Aktuelle Themen sind in dieser Zeit beispielsweise die erste große internationale Automobilausstellung auf deutschem Boden nach dem Zweiten Weltkrieg in Frankfurt am Main, der Tod des letzten deutschen Kronprinzen oder das Film-Festival in Cannes“. Inhaltlich gewohnt breit gefächert besucht Er die Maler Jean Cocteau und Marc Chagall oder gibt Auskunft über den Surrealismus, berichtet über Pferderennen, Dressurreiten, Tontaubenschiessen und Golf, testet Autos wie Borgward Hansa, DKW Meisterklasse, Ford „Buckeltaunus“ und „den neuen Opel Kapitän“ oder philosophiert über die Privatsekretärin als „ungekrönte Königin“. Im Bereich der Mode fährt „Er“ zum Wintersport, gibt Aufschluss über „Das Geheimnis der Eleganz“, beschreibt die Mode in London und referiert über „die Auferstehung des Dandy“. Wie gehabt werden die Titelbilder von renommierten zeitgenössischen Grafikern wie R.G. Collaud, J. Stahlberg oder Hans Fischach gestaltet. Letztgenannter, 1922 in Aschaffenburg geborener Autor und Illustrator, ist nach wie vor publizistisch aktiv und wurde erst 2005 in München mit einem Kulturpreis für sein Lebenswerk geehrt.

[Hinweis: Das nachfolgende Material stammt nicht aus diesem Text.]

//! Membership document format.
//!
//! ```text
//! Version: VERSION
//! Type: Membership
//! Currency: CURRENCY_NAME
//! Issuer: ISSUER
//! Block: NUMBER-HASH
//! Membership: IN|OUT
//! UserID: USER_ID
//! CertTS: CERTIFICATION_TS
//! SIGNATURE
//! ```
//!
//! Inline: `issuer:signature:block_number:block_hash:cert_ts:uid`.

use crate::codec::header::{read_header, write_header};
use crate::codec::primitives::{inline_token, split_inline};
use crate::codec::{DocWriter, LineReader, ParseOptions};
use crate::error::{InvariantViolation, ParseError};
use crate::grammar::parse_uint;
use crate::model::document::{require_signature, Document};
use crate::model::{BlockId, Currency, HexHash, Membership, MembershipType, PublicKey, Signature};

const INLINE: &str = "membership inline";

pub(crate) fn membership_raw(membership: &Membership) -> String {
    let mut writer = DocWriter::with_capacity(256);
    write_header(
        &mut writer,
        membership.version(),
        Membership::DOC_TYPE,
        membership.currency(),
    );
    writer.field("Issuer", membership.issuer());
    writer.field("Block", membership.block());
    writer.field("Membership", membership.membership_type());
    writer.field("UserID", membership.uid());
    writer.field("CertTS", membership.cert_ts());
    writer.into_string()
}

impl Membership {
    /// Parses the signed-raw form.
    pub fn from_signed_raw(text: &str) -> Result<Self, ParseError> {
        Self::from_signed_raw_with_options(text, &ParseOptions::default())
    }

    /// Parses the signed-raw form with the given options.
    pub fn from_signed_raw_with_options(text: &str, options: &ParseOptions) -> Result<Self, ParseError> {
        let mut reader = LineReader::new(text, options)?;
        let (version, currency) = read_header(&mut reader, Self::DOC_TYPE, options)?;

        let issuer = reader.field("Issuer")?;
        let issuer = reader.token(PublicKey::new(issuer))?;
        let block = reader.field("Block")?;
        let block: BlockId = reader.token(block.parse())?;
        let membership_type = reader.field("Membership")?;
        let membership_type: MembershipType = reader.token(membership_type.parse())?;
        let uid = reader.field("UserID")?;
        let uid_line = reader.last_position();
        let cert_ts = reader.field("CertTS")?;
        let cert_ts = reader.token(parse_uint(cert_ts, "cert_ts"))?;
        let signature = reader.single_signature()?;

        let membership = Membership::new(version, currency, issuer, block, membership_type, uid, cert_ts)
            .map_err(|e| ParseError::new(e, uid_line))?;
        tracing::trace!(issuer = %membership.issuer(), "membership parsed");
        membership
            .with_signatures(vec![signature])
            .map_err(|e| reader.error(e))
    }

    /// Parses `issuer:signature:block_number:block_hash:cert_ts:uid`.
    ///
    /// The membership type is not part of the inline form; it is given by the
    /// list the line was found in.
    pub fn from_inline(
        version: u32,
        currency: Currency,
        membership_type: MembershipType,
        inline: &str,
    ) -> Result<Self, ParseError> {
        let fields = split_inline(inline, 6, INLINE)?;
        let issuer = inline_token(INLINE, PublicKey::new(fields[0]))?;
        let signature = inline_token(INLINE, Signature::new(fields[1]))?;
        let number = inline_token(INLINE, parse_uint(fields[2], "block number"))?;
        let hash = inline_token(INLINE, HexHash::new(fields[3]))?;
        let cert_ts = inline_token(INLINE, parse_uint(fields[4], "cert_ts"))?;

        Membership::new(
            version,
            currency,
            issuer,
            BlockId::new(number, hash),
            membership_type,
            fields[5],
            cert_ts,
        )
        .and_then(|m| m.with_signatures(vec![signature]))
        .map_err(|e| ParseError::new(e, 1))
    }

    /// Returns `issuer:signature:block_number:block_hash:cert_ts:uid`.
    pub fn inline(&self) -> Result<String, InvariantViolation> {
        let signature = require_signature(Self::DOC_TYPE, self.signatures())?;
        Ok(format!(
            "{}:{}:{}:{}:{}:{}",
            self.issuer(),
            signature,
            self.block().number,
            self.block().hash,
            self.cert_ts(),
            self.uid()
        ))
    }
}

#[cfg(test)]
mod tests {
    use super::*;
    use crate::error::{GrammarError, ParseErrorKind};
    use crate::signer::Ed25519Signer;

    const ISSUER: &str = "HsLShAtzXTVxeUtQd7yi5Z5Zh4zNvbu8sTEZ53nfKcqY";

    fn membership() -> Membership {
        Membership::new(
            1,
            Currency::new("beta_brousouf").unwrap(),
            PublicKey::new(ISSUER).unwrap(),
            "0-DA39A3EE5E6B4B0D3255BFEF95601890AFD80709".parse().unwrap(),
            MembershipType::In,
            "cat",
            1409990782,
        )
        .unwrap()
    }

    const SIGNED_RAW: &str = "Version: 1
Type: Membership
Currency: beta_brousouf
Issuer: HsLShAtzXTVxeUtQd7yi5Z5Zh4zNvbu8sTEZ53nfKcqY
Block: 0-DA39A3EE5E6B4B0D3255BFEF95601890AFD80709
Membership: IN
UserID: cat
CertTS: 1409990782
SIG
";

    #[test]
    fn test_raw_layout() {
        let signed = membership()
            .with_signatures(vec![Signature::new("SIG").unwrap()])
            .unwrap();
        assert_eq!(signed.signed_raw(), SIGNED_RAW);
        assert!(SIGNED_RAW.starts_with(&signed.raw()));
    }

    #[test]
    fn test_signed_raw_round_trip() {
        let parsed = Membership::from_signed_raw(SIGNED_RAW).unwrap();
        assert_eq!(parsed.uid(), "cat");
        assert_eq!(parsed.membership_type(), MembershipType::In);
        assert_eq!(parsed.signature().map(Signature::as_str), Some("SIG"));
        assert_eq!(parsed.signed_raw(), SIGNED_RAW);
    }

    #[test]
    fn test_signed_raw_errors() {
        let wrong_label = SIGNED_RAW.replace("UserID: cat", "User: cat");
        let err = Membership::from_signed_raw(&wrong_label).unwrap_err();
        assert_eq!(err.position, 7);
        assert!(matches!(err.kind, ParseErrorKind::UnexpectedField { expected: "UserID", .. }));

        let bad_type = SIGNED_RAW.replace("Membership: IN", "Membership: MAYBE");
        let err = Membership::from_signed_raw(&bad_type).unwrap_err();
        assert_eq!(err.position, 6);
        assert!(matches!(
            err.kind,
            ParseErrorKind::Grammar(GrammarError::MembershipType { .. })
        ));

        let unsigned = SIGNED_RAW.trim_end_matches("SIG\n");
        let err = Membership::from_signed_raw(unsigned).unwrap_err();
        assert_eq!(err.kind, ParseErrorKind::Truncated { expected: "signature" });
        assert_eq!(err.position, 9);
    }

    #[test]
    fn test_leading_zeros_are_rejected() {
        let padded_block = SIGNED_RAW.replace("Block: 0-", "Block: 007-");
        let err = Membership::from_signed_raw(&padded_block).unwrap_err();
        assert_eq!(err.position, 5);
        assert!(matches!(err.kind, ParseErrorKind::Grammar(GrammarError::BlockId { .. })));

        let padded_ts = SIGNED_RAW.replace("CertTS: 1409990782", "CertTS: 01409990782");
        let err = Membership::from_signed_raw(&padded_ts).unwrap_err();
        assert_eq!(err.position, 8);
        assert!(matches!(
            err.kind,
            ParseErrorKind::Grammar(GrammarError::Integer { field: "cert_ts", .. })
        ));

        let inline = "HsLShAtzXTVxeUtQd7yi5Z5Zh4zNvbu8sTEZ53nfKcqY:SIG:00:DA39A3EE5E6B4B0D3255BFEF95601890AFD80709:1409990782:cat";
        let err = Membership::from_inline(
            1,
            Currency::new("beta_brousouf").unwrap(),
            MembershipType::In,
            inline,
        )
        .unwrap_err();
        assert!(matches!(err.kind, ParseErrorKind::Malformed { context: INLINE, .. }));
    }

    #[test]
    fn test_inline_round_trip() {
        let inline = "HsLShAtzXTVxeUtQd7yi5Z5Zh4zNvbu8sTEZ53nfKcqY:SIG:0:DA39A3EE5E6B4B0D3255BFEF95601890AFD80709:1409990782:cat";
        let parsed = Membership::from_inline(
            1,
            Currency::new("beta_brousouf").unwrap(),
            MembershipType::Out,
            inline,
        )
        .unwrap();
        assert_eq!(parsed.membership_type(), MembershipType::Out);
        assert_eq!(parsed.cert_ts(), 1409990782);
        assert_eq!(parsed.inline().unwrap(), inline);
    }

    #[test]
    fn test_sign_and_parse() {
        let key = Ed25519Signer::from_seed([7u8; 32]);
        let signed = membership().signed(&[&key]).unwrap();
        let parsed = Membership::from_signed_raw(&signed.signed_raw()).unwrap();
        assert_eq!(parsed, signed);
        assert!(key.verify(parsed.raw().as_bytes(), parsed.signature().unwrap()));
    }
}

Zu Beginn des Jahres 1952 jedoch warten „die treuen Freunde dieser Zeitschrift“ vergeblich auf ihr Herrenmagazin, Grund ist ein abermaliger Verlagswechsel: „Verlag und Verlagsort haben sich verändert, von der Isar an die Elbe. Mit der Übergabe der Zeitschrift vom Kauka-Verlag, München, an die Hamburger Verlags-Union ergaben sich interne und technische Umstellungen, die den Ausfall der Januar-Nummer erklären.“

 

                         

1955

 

1957

 

1955

 

 Ein kurzes Intermezzo als neuem Chefredakteur ist nun Wolfgang Jänicke beschieden, der durch die Wahl eines von Erstausgaben-Illustrator Gombig entworfenen Titelbildes zeigt, dass er auf Kontinuität setzt und den bisher eingeschlagenen und offenbar erfolgreichen Weg weiterzugehen gedenkt. Zeitgleich ist Jänicke auch noch Chefredakteur des „Gondel-Magazin“, eines kleinformatigen Heftes, das mit der seinerzeit ausgesprochen beliebten bunten Mischung verschiedenartigster Themen und dem Abdruck erotischer Fotos mit einem Spektrum vom Pin Up bis zum Akt einen großen Publikumserfolg erzielt. Abgelöst in Er wird Jänicke dann von Rudolf Glöss, der erstmals im Impressum des Juni-Heftes als „Herausgeber und verantwortlich für den Gesamtinhalt“ zu entdecken ist.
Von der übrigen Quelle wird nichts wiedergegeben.